use std::collections::VecDeque;

use navcube_core::Move;
use web_time::Duration;

use crate::{Completion, MoveError};

/// Move waiting to be played.
#[derive(Debug, Clone)]
pub struct QueuedMove {
    /// Move to play.
    pub mv: Move,
    /// How long the move takes.
    pub duration: Duration,
    /// Resolved when the move has fully snapped, or when it is discarded.
    pub completion: Completion,
}

/// FIFO of moves waiting to be played, plus the waiter for the drain in
/// progress.
///
/// Moves are only ever appended at the back and popped from the front.
#[derive(Debug, Default, Clone)]
pub struct MoveQueue {
    pending: VecDeque<QueuedMove>,
    /// Resolved when the queue next becomes empty and the engine idle.
    drain: Option<Completion>,
    /// Number of drains started so far.
    drains_started: usize,
}
impl MoveQueue {
    /// Appends a move and returns its completion handle.
    pub fn enqueue(&mut self, mv: Move, duration: Duration) -> Completion {
        let completion = Completion::new();
        self.pending.push_back(QueuedMove {
            mv,
            duration,
            completion: completion.clone(),
        });
        completion
    }
    /// Removes the next move to play.
    pub fn pop_front(&mut self) -> Option<QueuedMove> {
        self.pending.pop_front()
    }

    /// Returns the number of moves waiting.
    pub fn len(&self) -> usize {
        self.pending.len()
    }
    /// Returns whether no moves are waiting.
    pub fn is_empty(&self) -> bool {
        self.pending.is_empty()
    }
    /// Returns the moves waiting, in the order they will be played.
    pub fn moves(&self) -> impl Iterator<Item = Move> + '_ {
        self.pending.iter().map(|queued| queued.mv)
    }

    /// Returns the waiter for the drain in progress, starting a new drain if
    /// there is none. Moves enqueued during a drain join it.
    pub fn drain(&mut self) -> Completion {
        if let Some(drain) = &self.drain {
            return drain.clone();
        }
        self.drains_started += 1;
        log::trace!("starting drain #{} with {} moves", self.drains_started, self.len());
        self.drain.insert(Completion::new()).clone()
    }
    /// Returns whether a drain is in progress.
    pub fn is_draining(&self) -> bool {
        self.drain.is_some()
    }
    /// Returns the number of drains started so far.
    pub fn drains_started(&self) -> usize {
        self.drains_started
    }

    /// Resolves the drain waiter, if any. Called once the queue is empty and
    /// the last move has snapped.
    pub(crate) fn finish_drain(&mut self) {
        if let Some(drain) = self.drain.take() {
            log::trace!("drain #{} finished", self.drains_started);
            drain.resolve(Ok(()));
        }
    }

    /// Discards every waiting move and resolves the drain waiter with
    /// `error`. Returns the number of moves discarded.
    pub fn abort(&mut self, error: MoveError) -> usize {
        let count = self.pending.len();
        for queued in self.pending.drain(..) {
            queued.completion.resolve(Err(MoveError::Discarded));
        }
        if let Some(drain) = self.drain.take() {
            drain.resolve(Err(error));
        }
        count
    }
}
use cgmath::{Matrix3, SquareMatrix};
use navcube_core::{
    CubeError, CubieId, CubieRegistry, CubieTransform, LAYER_SIZE, LayerSelection, Move, MoveSpec,
};
use navcube_prefs::InterpolateFn;
use smallvec::SmallVec;
use web_time::Duration;

use crate::{Completion, Scene};

/// Phase of the move engine.
#[derive(Debug, Default, Copy, Clone, PartialEq, Eq, Hash)]
pub enum TwistPhase {
    /// No move in progress.
    #[default]
    Idle,
    /// The layer has been moved into the pivot but has not turned yet.
    Grouping,
    /// The pivot is turning.
    Rotating,
    /// The pivot has reached its final angle and its cubies are being
    /// released and snapped.
    Snapping,
}

/// Transient group that owns one layer of cubies while it turns about the
/// origin.
#[derive(Debug, Clone, PartialEq)]
pub struct Pivot {
    spec: MoveSpec,
    cubies: SmallVec<[CubieId; LAYER_SIZE]>,
    rotation: Matrix3<f32>,
}
impl Pivot {
    fn new(spec: MoveSpec, selection: LayerSelection) -> Self {
        Self {
            spec,
            cubies: selection.cubies,
            rotation: Matrix3::identity(),
        }
    }

    /// Returns the cubies in the pivot.
    pub fn cubies(&self) -> &[CubieId] {
        &self.cubies
    }
    /// Returns whether `cubie` is in the pivot.
    pub fn contains(&self, cubie: CubieId) -> bool {
        self.cubies.contains(&cubie)
    }
    /// Returns the current rotation of the pivot.
    pub fn rotation(&self) -> &Matrix3<f32> {
        &self.rotation
    }
    /// Returns the move being animated.
    pub fn spec(&self) -> MoveSpec {
        self.spec
    }

    /// Sets the rotation to the fraction `t` of the full move angle.
    fn set_fraction(&mut self, t: f32) {
        self.rotation = Matrix3::from_axis_angle(self.spec.axis.unit(), self.spec.angle() * t);
    }
}

#[derive(Debug, Clone)]
struct ActiveTwist {
    mv: Move,
    phase: TwistPhase,
    pivot: Pivot,
    elapsed: Duration,
    duration: Duration,
    interpolation: InterpolateFn,
    completion: Completion,
}
impl ActiveTwist {
    fn progress(&self) -> f32 {
        if self.duration.is_zero() {
            return 1.0;
        }
        let t = self.elapsed.as_secs_f32() / self.duration.as_secs_f32();
        if (0.0..1.0).contains(&t) { t } else { 1.0 }
    }
}

/// Move engine: turns one layer at a time through
/// `Idle -> Grouping -> Rotating -> Snapping -> Idle`.
#[derive(Debug, Default, Clone)]
pub struct TwistAnimationState {
    active: Option<ActiveTwist>,
}
impl TwistAnimationState {
    /// Returns the current phase.
    pub fn phase(&self) -> TwistPhase {
        self.active.as_ref().map_or(TwistPhase::Idle, |a| a.phase)
    }
    /// Returns whether no move is in progress.
    pub fn is_idle(&self) -> bool {
        self.active.is_none()
    }
    /// Returns the move in progress.
    pub fn current_move(&self) -> Option<Move> {
        Some(self.active.as_ref()?.mv)
    }
    /// Returns the pivot of the move in progress.
    pub fn pivot(&self) -> Option<&Pivot> {
        Some(&self.active.as_ref()?.pivot)
    }
    /// Returns the eased progress of the move in progress, from 0.0 to 1.0.
    pub fn progress(&self) -> Option<f32> {
        let active = self.active.as_ref()?;
        Some(active.interpolation.interpolate(active.progress()))
    }

    /// Starts a move by selecting its layer and moving it into a fresh pivot.
    ///
    /// If another move is still in progress, it is completed first. On error,
    /// `completion` is resolved with the error and no cubie is touched.
    pub fn start(
        &mut self,
        registry: &mut CubieRegistry,
        scene: &mut impl Scene,
        mv: Move,
        duration: Duration,
        interpolation: InterpolateFn,
        completion: Completion,
    ) -> Result<(), CubeError> {
        if let Some(Err(e)) = self.finish(registry, scene) {
            log::warn!("error finishing previous move: {e}");
        }

        let spec = mv.spec();
        let selection = match registry.select_layer(spec.axis, spec.layer) {
            Ok(selection) => selection,
            Err(e) => {
                completion.resolve(Err(e.clone().into()));
                return Err(e);
            }
        };
        for &cubie in &selection.cubies {
            scene.attach(cubie);
        }
        log::trace!("{mv}: idle -> grouping");

        self.active = Some(ActiveTwist {
            mv,
            phase: TwistPhase::Grouping,
            pivot: Pivot::new(spec, selection),
            elapsed: Duration::ZERO,
            duration,
            interpolation,
            completion,
        });
        Ok(())
    }

    /// Steps the animation forward. Returns the result of the move if it
    /// finished during this step.
    pub fn proceed(
        &mut self,
        delta: Duration,
        registry: &mut CubieRegistry,
        scene: &mut impl Scene,
    ) -> Option<Result<(), CubeError>> {
        let active = self.active.as_mut()?;

        if active.phase == TwistPhase::Grouping {
            log::trace!("{}: grouping -> rotating", active.mv);
            active.phase = TwistPhase::Rotating;
        }

        active.elapsed += delta;
        let t = active.progress();
        active.pivot.set_fraction(active.interpolation.interpolate(t));
        scene.pivot_rotated(&active.pivot.rotation);

        if t < 1.0 {
            return None;
        }
        self.finish(registry, scene)
    }

    /// Immediately completes the move in progress, if any, and returns its
    /// result.
    pub fn finish(
        &mut self,
        registry: &mut CubieRegistry,
        scene: &mut impl Scene,
    ) -> Option<Result<(), CubeError>> {
        let mut active = self.active.take()?;
        log::trace!("{}: {:?} -> snapping", active.mv, active.phase);
        active.phase = TwistPhase::Snapping;
        active.pivot.set_fraction(1.0);

        let result = release(&active.pivot, registry, scene);
        match &result {
            Ok(()) => active.completion.resolve(Ok(())),
            Err(e) => {
                log::error!("error snapping {}: {e}", active.mv);
                active.completion.resolve(Err(e.clone().into()));
            }
        }
        log::trace!("{}: snapping -> idle", active.mv);
        Some(result)
    }

    /// Returns the transform that `cubie` should be drawn with, including the
    /// rotation of the pivot if it is in one.
    pub fn render_transform(
        &self,
        registry: &CubieRegistry,
        cubie: CubieId,
    ) -> Result<CubieTransform, CubeError> {
        let transform = *registry.get(cubie)?.transform();
        Ok(match self.pivot() {
            Some(pivot) if pivot.contains(cubie) => {
                transform.rotated_about_origin(pivot.rotation())
            }
            _ => transform,
        })
    }
}

/// Composes the pivot rotation into each cubie, hands the cubies back to the
/// root, and snaps every one of them. Snapping continues past a failure and
/// the first error is returned.
fn release(
    pivot: &Pivot,
    registry: &mut CubieRegistry,
    scene: &mut impl Scene,
) -> Result<(), CubeError> {
    for &cubie in pivot.cubies() {
        let transform = registry
            .get(cubie)?
            .transform()
            .rotated_about_origin(pivot.rotation());
        registry.set_transform(cubie, transform)?;
    }

    let mut result = Ok(());
    for &cubie in pivot.cubies() {
        match registry.snap(cubie) {
            Ok(()) => scene.detach(cubie, registry.get(cubie)?.transform()),
            Err(e) => result = result.and(Err(e)),
        }
    }
    result
}
//! User preferences.

#![allow(missing_docs)] // most fields are self-explanatory

#[macro_use]
extern crate lazy_static;

use std::path::Path;

use navcube_core::{Face, Lattice, Rgb, default_face_color};
use serde::{Deserialize, Serialize};

mod animation;
mod interaction;

pub use animation::*;
pub use interaction::*;

const PREFS_FILE_FORMAT: config::FileFormat = config::FileFormat::Yaml;
const DEFAULT_PREFS_STR: &str = include_str!("default.yaml");

lazy_static! {
    pub static ref DEFAULT_PREFS: Preferences =
        serde_norway::from_str(DEFAULT_PREFS_STR).expect("error loading default preferences");
}

#[derive(Serialize, Deserialize, Debug, Clone, PartialEq)]
pub struct Preferences {
    /// Distance between neighboring cubie centers.
    pub lattice_gap: f32,
    pub animation: AnimationPreferences,
    pub interaction: InteractionPreferences,
    pub colors: FaceColors,
}
impl Default for Preferences {
    fn default() -> Self {
        DEFAULT_PREFS.clone()
    }
}
impl Preferences {
    /// Loads the default preferences overridden by `user_file`, if given. If
    /// loading fails, a warning is logged and the default preferences are
    /// returned.
    pub fn load(user_file: Option<&Path>) -> Self {
        lazy_static::initialize(&DEFAULT_PREFS);

        let mut config = config::Config::builder()
            .add_source(config::File::from_str(DEFAULT_PREFS_STR, PREFS_FILE_FORMAT));
        if let Some(path) = user_file {
            config = config.add_source(config::File::from(path).format(PREFS_FILE_FORMAT));
        }

        config
            .build()
            .and_then(|c| c.try_deserialize::<Self>())
            .map(Self::validated)
            .unwrap_or_else(|e| {
                log::warn!("Error loading preferences: {e}");
                DEFAULT_PREFS.clone()
            })
    }

    /// Loads the default preferences overridden by a YAML string.
    pub fn from_yaml_str(s: &str) -> Result<Self, config::ConfigError> {
        config::Config::builder()
            .add_source(config::File::from_str(DEFAULT_PREFS_STR, PREFS_FILE_FORMAT))
            .add_source(config::File::from_str(s, PREFS_FILE_FORMAT))
            .build()?
            .try_deserialize::<Self>()
            .map(Self::validated)
    }

    /// Serializes the preferences to YAML.
    pub fn to_yaml_string(&self) -> Result<String, serde_norway::Error> {
        serde_norway::to_string(self)
    }

    /// Returns the lattice that cubies are placed on.
    pub fn lattice(&self) -> Lattice {
        Lattice::new(self.lattice_gap)
    }

    /// Replaces values that would break the simulation with their defaults.
    fn validated(mut self) -> Self {
        let defaults = &*DEFAULT_PREFS;
        if !(self.lattice_gap.is_finite() && self.lattice_gap > 0.0) {
            log::warn!(
                "Invalid lattice gap {}; using {}",
                self.lattice_gap,
                defaults.lattice_gap,
            );
            self.lattice_gap = defaults.lattice_gap;
        }
        let anim = &mut self.animation;
        for (name, value, default) in [
            (
                "twist_duration",
                &mut anim.twist_duration,
                defaults.animation.twist_duration,
            ),
            (
                "label_shrink.duration",
                &mut anim.label_shrink.duration,
                defaults.animation.label_shrink.duration,
            ),
            (
                "label_grow.duration",
                &mut anim.label_grow.duration,
                defaults.animation.label_grow.duration,
            ),
        ] {
            if !(value.is_finite() && *value >= 0.0) {
                log::warn!("Invalid {name} {value}; using {default}");
                *value = default;
            }
        }
        self
    }
}

/// Sticker color for each face.
#[derive(Serialize, Deserialize, Debug, Clone, PartialEq, Eq)]
pub struct FaceColors {
    pub u: Rgb,
    pub d: Rgb,
    pub l: Rgb,
    pub r: Rgb,
    pub f: Rgb,
    pub b: Rgb,
}
impl Default for FaceColors {
    fn default() -> Self {
        Self {
            u: default_face_color(Face::U),
            d: default_face_color(Face::D),
            l: default_face_color(Face::L),
            r: default_face_color(Face::R),
            f: default_face_color(Face::F),
            b: default_face_color(Face::B),
        }
    }
}
impl FaceColors {
    pub fn get(&self, face: Face) -> Rgb {
        match face {
            Face::U => self.u,
            Face::D => self.d,
            Face::L => self.l,
            Face::R => self.r,
            Face::F => self.f,
            Face::B => self.b,
        }
    }
}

PROBLEM DETAILS = Return each line in the records that holds the string "LayerSelection".

RESPONSE TO THE TASK =
    CubeError, CubieId, CubieRegistry, CubieTransform, LAYER_SIZE, LayerSelection, Move, MoveSpec,
    fn new(spec: MoveSpec, selection: LayerSelection) -> Self {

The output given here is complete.